Background: Non-negative Matrix Factorization (NMF) has been extensively used in gene expression data. However, most NMF-based methods have single-layer structures, which may achieve poor performance for complex data. Deep learning, with its carefully designed hierarchical structure, has shown significant advantages in learning data features.

Objective: In bioinformatics, on the one hand, to discover differentially expressed genes in gene expression data; on the other hand, to obtain higher sample clustering results. It can provide the reference value for the prevention and treatment of cancer.
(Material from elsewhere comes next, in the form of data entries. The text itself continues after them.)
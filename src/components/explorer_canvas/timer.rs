use std::cell::RefCell;
use std::collections::HashMap;
use std::rc::Rc;
use std::time::Duration;

use leptos::leptos_dom::helpers::{TimeoutHandle, set_timeout_with_handle};
use log::warn;

use crate::graph::click::{ClickTimer, TimerToken};

type Elapsed = Rc<RefCell<Option<Box<dyn Fn(TimerToken)>>>>;

/// [`ClickTimer`] on top of `setTimeout`. The expiry callback is installed
/// after construction because it needs the resolver that owns this timer.
#[derive(Default)]
pub struct BrowserTimer {
	handles: HashMap<TimerToken, TimeoutHandle>,
	on_elapsed: Elapsed,
}

impl BrowserTimer {
	pub fn on_elapsed(&self, f: impl Fn(TimerToken) + 'static) {
		*self.on_elapsed.borrow_mut() = Some(Box::new(f));
	}

	pub fn forget(&mut self, token: TimerToken) {
		self.handles.remove(&token);
	}
}

impl ClickTimer for BrowserTimer {
	fn start(&mut self, token: TimerToken, delay: Duration) {
		let on_elapsed = self.on_elapsed.clone();
		let fire = move || {
			if let Some(f) = on_elapsed.borrow().as_ref() {
				f(token);
			}
		};
		match set_timeout_with_handle(fire, delay) {
			Ok(handle) => {
				self.handles.insert(token, handle);
			}
			Err(e) => warn!("could not arm click timer: {e:?}"),
		}
	}

	fn cancel(&mut self, token: TimerToken) {
		if let Some(handle) = self.handles.remove(&token) {
			handle.clear();
		}
	}
}
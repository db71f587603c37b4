pub mod explorer_canvas;
use std::f64::consts::PI;

use wasm_bindgen::JsValue;
use web_sys::CanvasRenderingContext2d;

use super::state::CanvasState;
use crate::graph::cluster::CLUSTER_KIND;
use crate::graph::explorer::{Explorer, NodeState};
use crate::graph::geometry::{
	ACCENT_COLOR, ARROW_SIZE, EdgeCurve, LABEL_MAX_CHARS, Outline, Point, SHAPE_RADIUS, Shape,
	edge_label, highlight_ring, label_line_offsets, link_stroke, oriented_curvature, self_loop,
	shape_outline, wrap_label,
};
use crate::graph::layout::seeded_unit;
use crate::graph::types::{Link, Node};

const COLORS: &[&str] = &[
	"#1f77b4", "#ff7f0e", "#2ca02c", "#d62728", "#9467bd", "#8c564b", "#e377c2", "#7f7f7f",
	"#bcbd22", "#17becf",
];
const EDGE_COLOR: &str = "rgba(100, 180, 255, 0.6)";
const BACKGROUND: &str = "#1a1a2e";

fn ease_out_cubic(t: f64) -> f64 {
	1.0 - (1.0 - t).powi(3)
}

fn node_color(node: &Node) -> String {
	node.color.clone().unwrap_or_else(|| {
		let i = (seeded_unit(node.group_key(), 0) * COLORS.len() as f64) as usize;
		COLORS[i % COLORS.len()].to_string()
	})
}

pub fn render(state: &CanvasState, explorer: &Explorer, ctx: &CanvasRenderingContext2d) {
	ctx.set_fill_style_str(BACKGROUND);
	ctx.fill_rect(0.0, 0.0, state.width, state.height);
	ctx.save();
	let _ = ctx.translate(state.transform.x, state.transform.y);
	let _ = ctx.scale(state.transform.k, state.transform.k);
	draw_edges(state, explorer, ctx);
	draw_nodes(state, explorer, ctx);
	ctx.restore();
}

fn draw_edges(state: &CanvasState, explorer: &Explorer, ctx: &CanvasRenderingContext2d) {
	let k = state.transform.k;
	let highlight = explorer.highlight();
	let (line_width, dash, gap) = (1.5 / k, 8.0 / k, 4.0 / k);
	let dash_offset = -(state.flow_time * 30.0) % (dash + gap);
	let t = ease_out_cubic(state.highlight_t);

	for (i, link) in state.view.links.iter().enumerate() {
		let (Some(p1), Some(p2)) = (state.position(&link.source), state.position(&link.target)) else {
			continue;
		};
		let stroke = link_stroke(link, line_width, EDGE_COLOR, highlight);
		let emphasised = highlight.has_link(link);
		let alpha = if highlight.is_empty() || emphasised { 1.0 } else { 1.0 - 0.75 * t };
		ctx.set_global_alpha(alpha);
		ctx.set_stroke_style_str(&stroke.color);
		ctx.set_fill_style_str(&stroke.color);
		ctx.set_line_width(stroke.width);

		if link.is_self_loop {
			let lp = self_loop(p1, state.node_radius(&link.source));
			ctx.begin_path();
			let _ = ctx.arc(lp.center.x, lp.center.y, lp.radius, 0.0, 2.0 * PI);
			ctx.stroke();
			fill_triangle(ctx, lp.arrow.points(ARROW_SIZE / k.max(0.5)));
			continue;
		}

		let curvature = state.curvatures.get(i).copied().unwrap_or(0.0);
		let curve = EdgeCurve::new(p1, p2, oriented_curvature(link, curvature));
		if emphasised || link.kind == CLUSTER_KIND {
			let _ = ctx.set_line_dash(&js_sys::Array::of2(
				&JsValue::from_f64(dash),
				&JsValue::from_f64(gap),
			));
			ctx.set_line_dash_offset(dash_offset);
		}
		ctx.begin_path();
		ctx.move_to(curve.start.x, curve.start.y);
		match curve.control {
			Some(c) => ctx.quadratic_curve_to(c.x, c.y, curve.end.x, curve.end.y),
			None => ctx.line_to(curve.end.x, curve.end.y),
		}
		ctx.stroke();
		let _ = ctx.set_line_dash(&js_sys::Array::new());

		fill_triangle(ctx, curve.arrowhead().points(ARROW_SIZE / k.max(0.5)));
		if k >= 0.8 && !link.kind.is_empty() {
			draw_edge_label(ctx, link, &curve, k);
		}
	}
	ctx.set_global_alpha(1.0);
}

fn draw_edge_label(ctx: &CanvasRenderingContext2d, link: &Link, curve: &EdgeCurve, k: f64) {
	let font_size = 8.0 / k.max(1.0);
	ctx.set_font(&format!("{}px sans-serif", font_size));
	let width = ctx.measure_text(&link.kind).map(|m| m.width()).unwrap_or(0.0);
	let label = edge_label(curve, width, font_size);

	ctx.save();
	let _ = ctx.translate(label.position.x, label.position.y);
	let _ = ctx.rotate(label.rotation);
	ctx.set_fill_style_str(BACKGROUND);
	ctx.fill_rect(
		-label.box_width / 2.0,
		-label.box_height / 2.0,
		label.box_width,
		label.box_height,
	);
	ctx.set_fill_style_str("rgba(255, 255, 255, 0.85)");
	ctx.set_text_align("center");
	ctx.set_text_baseline("middle");
	let _ = ctx.fill_text(&link.kind, 0.0, 0.0);
	ctx.restore();
}

fn fill_triangle(ctx: &CanvasRenderingContext2d, [tip, left, right]: [Point; 3]) {
	ctx.begin_path();
	ctx.move_to(tip.x, tip.y);
	ctx.line_to(left.x, left.y);
	ctx.line_to(right.x, right.y);
	ctx.close_path();
	ctx.fill();
}

fn trace_outline(ctx: &CanvasRenderingContext2d, outline: &Outline) {
	ctx.begin_path();
	match outline {
		Outline::Circle { center, radius } => {
			let _ = ctx.arc(center.x, center.y, *radius, 0.0, 2.0 * PI);
		}
		Outline::Polygon(points) => {
			if let Some((first, rest)) = points.split_first() {
				ctx.move_to(first.x, first.y);
				for p in rest {
					ctx.line_to(p.x, p.y);
				}
				ctx.close_path();
			}
		}
	}
}

fn draw_nodes(state: &CanvasState, explorer: &Explorer, ctx: &CanvasRenderingContext2d) {
	let k = state.transform.k;
	let highlight = explorer.highlight();
	let t = ease_out_cubic(state.highlight_t);

	for node in &state.view.nodes {
		let Some(p) = state.position(&node.id) else {
			continue;
		};
		let shape = if node.kind == CLUSTER_KIND {
			Shape::Hexagon
		} else {
			Shape::for_node(node)
		};
		let scale = node.size.max(SHAPE_RADIUS) / SHAPE_RADIUS;
		let radius = SHAPE_RADIUS * scale;
		let dimmed = !highlight.is_empty() && !highlight.has_node(&node.id);
		ctx.set_global_alpha(if dimmed { 1.0 - 0.7 * t } else { 1.0 });

		ctx.save();
		let _ = ctx.translate(p.x, p.y);
		let _ = ctx.scale(scale, scale);
		trace_outline(ctx, &shape_outline(shape, Point::default()));
		ctx.restore();
		ctx.set_fill_style_str(&node_color(node));
		ctx.fill();

		match explorer.node_state(&node.id) {
			NodeState::Selected => {
				ctx.set_stroke_style_str("white");
				ctx.set_line_width(2.0 / k);
				ctx.stroke();
			}
			NodeState::Bordered => {
				ctx.set_stroke_style_str(ACCENT_COLOR);
				ctx.set_line_width(1.5 / k);
				let _ = ctx.set_line_dash(&js_sys::Array::of2(
					&JsValue::from_f64(3.0 / k),
					&JsValue::from_f64(2.0 / k),
				));
				ctx.stroke();
				let _ = ctx.set_line_dash(&js_sys::Array::new());
			}
			NodeState::Hovered | NodeState::Idle => {}
		}

		if let Some(ring) = highlight_ring(node, radius, highlight) {
			ctx.begin_path();
			let _ = ctx.arc(p.x, p.y, ring, 0.0, 2.0 * PI);
			ctx.set_stroke_style_str(ACCENT_COLOR);
			ctx.set_line_width(1.5 / k);
			ctx.stroke();
		}

		let lines = wrap_label(&node.name, LABEL_MAX_CHARS);
		if lines.is_empty() || k < 0.4 {
			continue;
		}
		let font_size = 10.0 / k.max(0.5);
		ctx.set_font(&format!("{}px sans-serif", font_size));
		ctx.set_fill_style_str("rgba(255, 255, 255, 0.85)");
		ctx.set_text_align("left");
		ctx.set_text_baseline("middle");
		for (line, dy) in lines.iter().zip(label_line_offsets(lines.len(), font_size * 1.2)) {
			let _ = ctx.fill_text(line, p.x + radius + 3.0, p.y + dy);
		}
	}
	ctx.set_global_alpha(1.0);
}
//! The data collaborator: subgraph fetches and entity autocomplete.

use futures::future::{self, LocalBoxFuture};

use super::types::{GraphData, Link, Node, Subgraph};
use crate::error::FetchError;

/// Remote (or local) provider of subgraphs.
///
/// Implementations run on the UI thread, so futures need not be `Send`.
pub trait SubgraphSource {
	/// A page of the subgraph around `entity_id` (or the query `entity_id`
	/// when it names no entity). Node pages include incoming and outgoing
	/// relationships plus self-loops.
	fn fetch_subgraph<'a>(
		&'a self,
		entity_type: &'a str,
		entity_id: &'a str,
		offset: usize,
		limit: usize,
	) -> LocalBoxFuture<'a, Result<Subgraph, FetchError>>;

	/// Entity labels matching `keyword`, for autocomplete.
	fn search_entities<'a>(
		&'a self,
		entity_type: &'a str,
		keyword: &'a str,
	) -> LocalBoxFuture<'a, Result<Vec<String>, FetchError>>;
}

/// Serves subgraphs out of a fixed graph held in memory.
#[derive(Clone, Debug, Default)]
pub struct InMemorySource {
	graph: GraphData,
}

impl InMemorySource {
	/// Serves pages out of `graph`.
	pub fn new(graph: GraphData) -> Self {
		Self { graph }
	}

	/// The backing graph.
	pub fn graph(&self) -> &GraphData {
		&self.graph
	}

	fn matches_type(node: &Node, entity_type: &str) -> bool {
		entity_type.is_empty() || entity_type == "*" || node.kind == entity_type
	}

	fn links_within(&self, nodes: &[Node]) -> Vec<Link> {
		let ids: std::collections::HashSet<&str> = nodes.iter().map(|n| n.id.as_str()).collect();
		self.graph
			.links
			.iter()
			.filter(|l| ids.contains(l.source.as_str()) && ids.contains(l.target.as_str()))
			.cloned()
			.collect()
	}

	fn neighbourhood(&self, center: &Node, offset: usize, limit: usize) -> Subgraph {
		let mut neighbours: Vec<&Node> = Vec::new();
		for link in self.graph.links.iter().filter(|l| l.touches(&center.id)) {
			let other = if link.source == center.id { &link.target } else { &link.source };
			if *other == center.id || neighbours.iter().any(|n| n.id == *other) {
				continue;
			}
			if let Some(node) = self.graph.node(other) {
				neighbours.push(node);
			}
		}

		let total_count = neighbours.len();
		let mut nodes = vec![center.clone()];
		nodes.extend(neighbours.into_iter().skip(offset).take(limit).cloned());
		let links = self
			.links_within(&nodes)
			.into_iter()
			.filter(|l| l.touches(&center.id))
			.collect();
		Subgraph {
			nodes,
			links,
			total_count,
		}
	}

	fn query(&self, entity_type: &str, value: &str, offset: usize, limit: usize) -> Subgraph {
		let needle = value.to_lowercase();
		let hits: Vec<&Node> = self
			.graph
			.nodes
			.iter()
			.filter(|n| Self::matches_type(n, entity_type) && n.name.to_lowercase().contains(&needle))
			.collect();
		let total_count = hits.len();
		let nodes: Vec<Node> = hits.into_iter().skip(offset).take(limit).cloned().collect();
		let links = self.links_within(&nodes);
		Subgraph {
			nodes,
			links,
			total_count,
		}
	}

	fn fetch(&self, entity_type: &str, entity_id: &str, offset: usize, limit: usize) -> Result<Subgraph, FetchError> {
		if let Some(center) = self.graph.node(entity_id) {
			return Ok(self.neighbourhood(center, offset, limit));
		}
		let page = self.query(entity_type, entity_id, offset, limit);
		if page.total_count == 0 {
			return Err(FetchError::NotFound {
				entity_type: entity_type.to_string(),
				id: entity_id.to_string(),
			});
		}
		Ok(page)
	}
}

impl SubgraphSource for InMemorySource {
	fn fetch_subgraph<'a>(
		&'a self,
		entity_type: &'a str,
		entity_id: &'a str,
		offset: usize,
		limit: usize,
	) -> LocalBoxFuture<'a, Result<Subgraph, FetchError>> {
		Box::pin(future::ready(self.fetch(entity_type, entity_id, offset, limit)))
	}

	fn search_entities<'a>(
		&'a self,
		entity_type: &'a str,
		keyword: &'a str,
	) -> LocalBoxFuture<'a, Result<Vec<String>, FetchError>> {
		let needle = keyword.to_lowercase();
		let labels = self
			.graph
			.nodes
			.iter()
			.filter(|n| Self::matches_type(n, entity_type) && n.name.to_lowercase().starts_with(&needle))
			.map(|n| n.name.clone())
			.collect();
		Box::pin(future::ready(Ok(labels)))
	}
}

#[cfg(test)]
mod tests {
	use futures::executor::block_on;

	use super::*;

	fn source() -> InMemorySource {
		let nodes = vec![
			Node::new("a", "Acme", "organization"),
			Node::new("b", "Bolt Works", "organization"),
			Node::new("c", "Crane 7", "equipment"),
			Node::new("d", "Audit 2020", "event"),
		];
		let links = vec![
			Link::new("a", "b", "partner"),
			Link::new("c", "a", "owned_by"),
			Link::new("a", "a", "subsidiary"),
			Link::new("b", "d", "attended"),
		];
		InMemorySource::new(GraphData::new(nodes, links))
	}

	#[test]
	fn node_page_includes_both_directions_and_self_loops() {
		let page = block_on(source().fetch_subgraph("organization", "a", 0, 10)).unwrap();
		assert_eq!(page.total_count, 2);
		assert_eq!(page.nodes.len(), 3);
		assert_eq!(page.links.len(), 3);
		assert!(page.links.iter().any(|l| l.is_self_loop));
	}

	#[test]
	fn node_page_is_paginated() {
		let page = block_on(source().fetch_subgraph("organization", "a", 1, 1)).unwrap();
		assert_eq!(page.nodes.iter().map(|n| n.id.as_str()).collect::<Vec<_>>(), vec!["a", "c"]);
	}

	#[test]
	fn query_by_name_and_type() {
		let page = block_on(source().fetch_subgraph("organization", "o", 0, 10)).unwrap();
		assert_eq!(page.total_count, 1);
		assert_eq!(page.nodes[0].id, "b");
		let err = block_on(source().fetch_subgraph("organization", "zzz", 0, 10)).unwrap_err();
		assert!(matches!(err, FetchError::NotFound { .. }));
	}

	#[test]
	fn autocomplete_matches_prefix() {
		let labels = block_on(source().search_entities("", "a")).unwrap();
		assert_eq!(labels, vec!["Acme", "Audit 2020"]);
	}
}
Method: In this paper, we apply a deep NMF method called Deep Semi-NMF on the integrated gene expression data. In each layer, the coefficient matrix is directly decomposed into the basic and coefficient matrix of the next layer. We apply this factorization model on The Cancer Genome Atlas (TCGA) genomic data.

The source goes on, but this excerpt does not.